Par La Presse Canadienne, 2026

Le gouvernement fédéral accorde aux provinces et aux territoires une enveloppe supplémentaire de 5,4 milliards $ sur deux ans au titre du programme national de garde d’enfants à 10 $ par jour, une aide que le ministre présente comme visant à stabiliser le programme.

Ce programme, dont le déploiement a commencé à l’échelle nationale en 2021, s’était fixé des objectifs ambitieux visant à réduire les frais payés par les parents et à créer des centaines de milliers de nouvelles places d’ici cette année, mais ces objectifs n’ont pas encore été atteints dans de nombreuses juridictions.

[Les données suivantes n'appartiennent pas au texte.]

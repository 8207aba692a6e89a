//! Page model: print pages from a page-list, or synthetic pagination
//!
//! Synthetic pages are filled sentence by sentence up to a size budget, so a
//! sentence is never split across pages and no page spans two chapters.

use crate::navigation::{resolve_anchor, split_src, HrefResolver, PageList};
use crate::slicer::SpineContent;
use crate::text::{split_paragraphs, split_sentences, text_length};
use crate::types::{Chapter, OrderedAnchor, Page, PageSource};
use tracing::{debug, warn};

/// Default synthetic page size in characters
pub const DEFAULT_PAGE_SIZE: usize = 2000;

/// Chapter start positions in reading order, for mapping pages to chapters
#[derive(Debug, Clone, Default)]
pub struct ChapterIndex {
    starts: Vec<OrderedAnchor>,
}

impl ChapterIndex {
    /// Index navigation anchors, sorting them by `(doc_order, position)`
    pub fn new(anchors: &[OrderedAnchor]) -> Self {
        let mut starts = anchors.to_vec();
        starts.sort_by_key(OrderedAnchor::sort_key);
        Self { starts }
    }

    /// Chapter id and title owning a position: the chapter in the same
    /// document with the greatest start at or before it
    pub fn owner(&self, doc_href: &str, position: usize) -> Option<(&str, &str)> {
        self.starts
            .iter()
            .rev()
            .find(|start| start.doc_href == doc_href && start.position <= position)
            .map(|start| (start.src.as_str(), start.title.as_str()))
    }
}

/// Pages from a page-list, text sliced between consecutive page anchors
///
/// Anchors in documents outside the spine sort last and get empty text.
pub fn page_list_pages(
    list: &PageList,
    content: &SpineContent,
    index: &ChapterIndex,
    render: impl Fn(&str) -> String,
) -> Vec<Page> {
    let resolver = HrefResolver::new(&list.document, content.spine());

    let mut anchors: Vec<OrderedAnchor> = list
        .targets
        .iter()
        .map(|target| {
            resolve_anchor(&resolver, content, &target.src, &target.label).unwrap_or_else(|| {
                warn!("Page '{}' points outside the spine: {}", target.label, target.src);
                OrderedAnchor {
                    src: target.src.clone(),
                    title: target.label.clone(),
                    doc_href: split_src(&target.src).0.to_string(),
                    position: 0,
                    doc_order: usize::MAX,
                }
            })
        })
        .collect();
    anchors.sort_by_key(OrderedAnchor::sort_key);

    anchors
        .iter()
        .enumerate()
        .map(|(i, anchor)| {
            let end = anchors
                .get(i + 1)
                .map(|next| (next.doc_href.as_str(), next.position));
            let markup = content.slice(&anchor.doc_href, anchor.position, end, false);
            let text = if markup.trim().is_empty() {
                String::new()
            } else {
                render(&markup)
            };

            let owner = index.owner(&anchor.doc_href, anchor.position);
            Page::new(anchor.title.clone(), text.clone(), text_length(&text), PageSource::Real)
                .with_chapter(
                    owner.map(|(id, _)| id.to_string()),
                    owner.map(|(_, title)| title.to_string()),
                )
        })
        .collect()
}

/// A pagination unit
#[derive(Debug, Clone, PartialEq, Eq)]
enum Unit {
    Sentence(String),
    ParagraphBreak,
}

/// Sentences of every paragraph, with a break marker between paragraphs
fn sentence_units(text: &str) -> Vec<Unit> {
    let paragraphs = split_paragraphs(text);
    let mut units = Vec::new();
    for (i, paragraph) in paragraphs.iter().enumerate() {
        units.extend(split_sentences(paragraph).into_iter().map(Unit::Sentence));
        if i + 1 < paragraphs.len() {
            units.push(Unit::ParagraphBreak);
        }
    }
    units
}

/// Accumulates sentence units into synthetic pages
struct Paginator {
    page_size: usize,
    use_words: bool,
    pages: Vec<Page>,
    current: Vec<Unit>,
    current_size: usize,
    has_sentence: bool,
    chapter: Option<(String, String)>,
}

impl Paginator {
    fn new(page_size: usize, use_words: bool) -> Self {
        Self {
            page_size: page_size.max(1),
            use_words,
            pages: Vec::new(),
            current: Vec::new(),
            current_size: 0,
            has_sentence: false,
            chapter: None,
        }
    }

    fn size_of(&self, text: &str) -> usize {
        if self.use_words {
            text.split_whitespace().count()
        } else {
            text.chars().count()
        }
    }

    fn start_chapter(&mut self, chapter: &Chapter) {
        let changed = self
            .chapter
            .as_ref()
            .map(|(id, title)| *id != chapter.id || *title != chapter.title)
            .unwrap_or(true);
        if changed {
            self.flush();
            self.chapter = Some((chapter.id.clone(), chapter.title.clone()));
        }
    }

    fn push(&mut self, unit: Unit) {
        match unit {
            Unit::ParagraphBreak => {
                // A page never starts with a paragraph break
                if self.has_sentence {
                    self.current.push(Unit::ParagraphBreak);
                }
            }
            Unit::Sentence(sentence) => {
                let size = self.size_of(&sentence);
                if size > self.page_size && !self.has_sentence {
                    self.current.clear();
                    self.emit(sentence);
                    return;
                }
                if self.current_size + size > self.page_size && self.has_sentence {
                    self.flush();
                }
                self.current.push(Unit::Sentence(sentence));
                self.current_size += size;
                self.has_sentence = true;
            }
        }
    }

    fn flush(&mut self) {
        if !self.has_sentence {
            self.current.clear();
            return;
        }

        let mut text = String::new();
        let mut after_break = true;
        for unit in self.current.drain(..) {
            match unit {
                Unit::ParagraphBreak => {
                    text.push_str("\n\n");
                    after_break = true;
                }
                Unit::Sentence(sentence) => {
                    if !after_break {
                        text.push(' ');
                    }
                    text.push_str(&sentence);
                    after_break = false;
                }
            }
        }
        self.current_size = 0;
        self.has_sentence = false;
        self.emit(text.trim().to_string());
    }

    fn emit(&mut self, text: String) {
        let number = (self.pages.len() + 1).to_string();
        let (chapter_id, chapter_title) = match &self.chapter {
            Some((id, title)) => (Some(id.clone()), Some(title.clone())),
            None => (None, None),
        };
        let char_count = text_length(&text);
        self.pages.push(
            Page::new(number, text, char_count, PageSource::Synthetic)
                .with_chapter(chapter_id, chapter_title),
        );
    }

    fn finish(mut self) -> Vec<Page> {
        self.flush();
        self.pages
    }
}

/// Paginate chapter texts into pages of at most `page_size` characters (or
/// words with `use_words`), except where a single sentence is larger
pub fn synthetic_pages(chapters: &[Chapter], page_size: usize, use_words: bool) -> Vec<Page> {
    let mut paginator = Paginator::new(page_size, use_words);

    for chapter in chapters.iter().filter(|c| !c.text.is_empty()) {
        paginator.start_chapter(chapter);
        for unit in sentence_units(&chapter.text) {
            paginator.push(unit);
        }
    }

    let pages = paginator.finish();
    debug!("Generated {} synthetic pages", pages.len());
    pages
}

#[cfg(test)]
mod tests {
    use super::*;
    use crate::navigation::PageTarget;
    use proptest::prelude::*;

    fn chapter(id: &str, text: &str) -> Chapter {
        Chapter::new(id, id.to_uppercase()).with_text(text, text.chars().count())
    }

    #[test]
    fn test_sentence_units_mark_paragraphs() {
        let units = sentence_units("One. Two.\n\nThree.");
        assert_eq!(
            units,
            vec![
                Unit::Sentence("One.".into()),
                Unit::Sentence("Two.".into()),
                Unit::ParagraphBreak,
                Unit::Sentence("Three.".into()),
            ]
        );
    }

    #[test]
    fn test_synthetic_budget_and_paragraphs() {
        let chapters = vec![chapter("c1", "Aaaa aaaa. Bbbb bbbb.\n\nCccc cccc. Dddd dddd.")];
        let pages = synthetic_pages(&chapters, 25, false);
        let texts: Vec<&str> = pages.iter().map(|p| p.text.as_str()).collect();
        assert_eq!(texts, vec!["Aaaa aaaa. Bbbb bbbb.", "Cccc cccc. Dddd dddd."]);
        assert_eq!(pages[1].page_number, "2");
        assert!(pages.iter().all(|p| p.source == PageSource::Synthetic));

        let one_page = synthetic_pages(&chapters, 1000, false);
        assert_eq!(one_page.len(), 1);
        assert_eq!(one_page[0].text, "Aaaa aaaa. Bbbb bbbb.\n\nCccc cccc. Dddd dddd.");
    }

    #[test]
    fn test_oversized_sentence_gets_own_page() {
        let chapters = vec![chapter("c1", "Short. This sentence is far too long for the page. End.")];
        let pages = synthetic_pages(&chapters, 10, false);
        let texts: Vec<&str> = pages.iter().map(|p| p.text.as_str()).collect();
        assert_eq!(
            texts,
            vec!["Short.", "This sentence is far too long for the page.", "End."]
        );
    }

    #[test]
    fn test_chapter_change_flushes() {
        let chapters = vec![
            chapter("c1", "First."),
            chapter("c2", ""),
            chapter("c3", "Second."),
        ];
        let pages = synthetic_pages(&chapters, 1000, false);
        assert_eq!(pages.len(), 2);
        assert_eq!(pages[0].chapter_id.as_deref(), Some("c1"));
        assert_eq!(pages[1].chapter_id.as_deref(), Some("c3"));
        assert_eq!(pages[1].chapter_title.as_deref(), Some("C3"));
    }

    #[test]
    fn test_word_budget() {
        let chapters = vec![chapter("c1", "One two three. Four five. Six seven eight nine.")];
        let pages = synthetic_pages(&chapters, 5, true);
        let texts: Vec<&str> = pages.iter().map(|p| p.text.as_str()).collect();
        assert_eq!(texts, vec!["One two three. Four five.", "Six seven eight nine."]);
    }

    #[test]
    fn test_chapter_index_owner() {
        let anchor = |src: &str, doc: &str, position: usize, doc_order: usize| OrderedAnchor {
            src: src.into(),
            title: src.to_uppercase(),
            doc_href: doc.into(),
            position,
            doc_order,
        };
        let index = ChapterIndex::new(&[
            anchor("b", "b", 0, 1),
            anchor("a#2", "a", 50, 0),
            anchor("a", "a", 0, 0),
        ]);
        assert_eq!(index.owner("a", 10), Some(("a", "A")));
        assert_eq!(index.owner("a", 50), Some(("a#2", "A#2")));
        assert_eq!(index.owner("b", 99), Some(("b", "B")));
        assert_eq!(index.owner("c", 0), None);
    }

    #[test]
    fn test_page_list_pages_keep_literal_numbers() {
        let content = SpineContent::new(vec!["a.xhtml".into(), "b.xhtml".into()])
            .with_document("a.xhtml", r#"<span id="pi"/>roman<span id="p1"/>one"#)
            .with_document("b.xhtml", r#"<span id="p2"/>two"#);
        let list = PageList {
            document: "nav.xhtml".into(),
            targets: vec![
                PageTarget { label: "2".into(), src: "b.xhtml#p2".into() },
                PageTarget { label: "i".into(), src: "a.xhtml#pi".into() },
                PageTarget { label: "1".into(), src: "a.xhtml#p1".into() },
                PageTarget { label: "x".into(), src: "missing.xhtml".into() },
            ],
        };
        let index = ChapterIndex::new(&[OrderedAnchor {
            src: "a.xhtml".into(),
            title: "Chapter A".into(),
            doc_href: "a.xhtml".into(),
            position: 0,
            doc_order: 0,
        }]);

        let strip_tags = |markup: &str| markup.split(['<', '>']).step_by(2).collect::<String>();
        let pages = page_list_pages(&list, &content, &index, strip_tags);

        let numbers: Vec<&str> = pages.iter().map(|p| p.page_number.as_str()).collect();
        assert_eq!(numbers, vec!["i", "1", "2", "x"]);
        assert_eq!(pages[0].text, "roman");
        assert_eq!(pages[1].text, "one");
        assert_eq!(pages[2].text, "two");
        assert_eq!(pages[3].text, "");
        assert_eq!(pages[0].chapter_title.as_deref(), Some("Chapter A"));
        assert_eq!(pages[2].chapter_id, None);
        assert!(pages.iter().all(|p| p.source == PageSource::Real));
    }

    fn sentence_strategy() -> impl Strategy<Value = String> {
        (
            "[A-Z][a-z]{0,8}",
            prop::collection::vec("[a-z]{1,8}", 0..8),
            prop_oneof![Just("."), Just("!"), Just("?")],
        )
            .prop_map(|(first, rest, end)| {
                let mut words = vec![first];
                words.extend(rest);
                format!("{}{}", words.join(" "), end)
            })
    }

    proptest! {
        #[test]
        fn prop_pages_never_split_sentences(
            paragraphs in prop::collection::vec(prop::collection::vec(sentence_strategy(), 1..6), 1..5),
            page_size in 1usize..200,
            use_words in any::<bool>(),
        ) {
            let text = paragraphs
                .iter()
                .map(|p| p.join(" "))
                .collect::<Vec<_>>()
                .join("\n\n");
            let expected: Vec<String> = split_paragraphs(&text)
                .iter()
                .flat_map(|p| split_sentences(p))
                .collect();

            let pages = synthetic_pages(&[chapter("c", &text)], page_size, use_words);
            let mut rebuilt = Vec::new();
            for page in &pages {
                prop_assert!(!page.text.is_empty());
                let sentences: Vec<String> = split_paragraphs(&page.text)
                    .iter()
                    .flat_map(|p| split_sentences(p))
                    .collect();
                let start = rebuilt.len();
                prop_assert_eq!(&expected[start..start + sentences.len()], &sentences[..]);
                rebuilt.extend(sentences);
            }
            prop_assert_eq!(rebuilt, expected);
        }
    }
}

La ministre de l'Emploi et de la Famille, Patty Hajdu, a assuré vendredi lors d'une entrevue qu'elle avait entendu les appels des provinces en faveur d'un financement fédéral accru, car beaucoup d'entre elles peinent à réduire les frais, à créer de nouvelles places et à recruter et fidéliser suffisamment d'éducateurs de la petite enfance face à la hausse des coûts et de la demande.

«Il est certain que le financement fait partie du défi, a dit Mme Hajdu avant une réunion avec les ministres provinciaux et territoriaux. Nous avons déjà investi 58 milliards $ pour rendre les services de garde abordables dans tout le pays.»

«Ces 5,4 milliards de dollars supplémentaires visent à répondre aux pressions financières supplémentaires signalées par les provinces, et ces fonds seront alloués de manière flexible, afin qu’elles puissent les utiliser de la manière la plus adaptée à leurs propres difficultés», a-t-elle ajouté.

Alors que plusieurs provinces et territoires ont ramené les frais de garde payés par les parents à une moyenne de 10 $ par jour, cinq d’entre eux ne l’ont pas fait, et l’Ontario à lui seul, où les frais s’élèvent en moyenne à 19 $ par jour, a indiqué qu’il aurait besoin de 2 milliards $ supplémentaires par an pour atteindre les 10 $ par jour.

Les défenseurs d’un système universel de garde d’enfants ont été déçus en début d’année lorsque la mise à jour économique de printemps du gouvernement n’a fait état d’aucun nouvel investissement, affirmant que sans financement supplémentaire, le programme serait menacé.

«Il est bien établi que lorsque les familles ne parviennent pas à trouver des services de garde abordables et fiables, les mères sont contraintes de quitter le marché du travail rémunéré ou de réduire considérablement leurs heures de travail, a dit à l’époque Morna Ballantyne, directrice générale de Child Care Now, dans un communiqué. Cela freine l’économie et sape la sécurité des revenus.»

Mme Hajdu a indiqué que le gouvernement reconnaissait que des services de garde abordables constituaient un moteur de l’économie, et que ces nouveaux fonds visaient à garantir que les progrès déjà réalisés, notamment en matière de baisse des tarifs et d’accès à de nouvelles places, ne soient pas perdus.

«Il s’agit clairement de préserver ce que nous avons acquis, et ce que nous avons acquis est très important, a-t-elle expliqué. En moyenne, les familles économisent environ 11 000 dollars par an et par enfant. Cela représente une économie colossale à l’échelle du pays.»

La baisse des tarifs a entraîné une hausse de la demande et, par conséquent, des listes d’attente dans de nombreuses régions. La première série d’accords visait à créer 250 000 nouvelles places d’ici mars dernier et le nombre actuel de nouvelles places s’élève à environ 173 500, a indiqué le gouvernement.

De nombreuses provinces ont signé des prolongations de cinq ans des accords sur les services de garde avant les élections fédérales de l’année dernière, mais certaines, dont l’Alberta et l’Ontario, ont accepté des prolongations d’un an, et ce nouveau financement pourrait contribuer à renforcer ces négociations.

Ces nouveaux fonds s’accompagneront de certaines conditions relatives au partage de données supplémentaires, a précisé Mme Hajdu, afin de mieux cerner les lacunes qui subsistent.

«Je pense que ces données sont essentielles pour comprendre quels sont ces obstacles spécifiques, à quoi ressemblent les barèmes tarifaires, quelles sont les conditions d’accès et quelles sont les réalités opérationnelles à travers tout le pays», a-t-elle dit.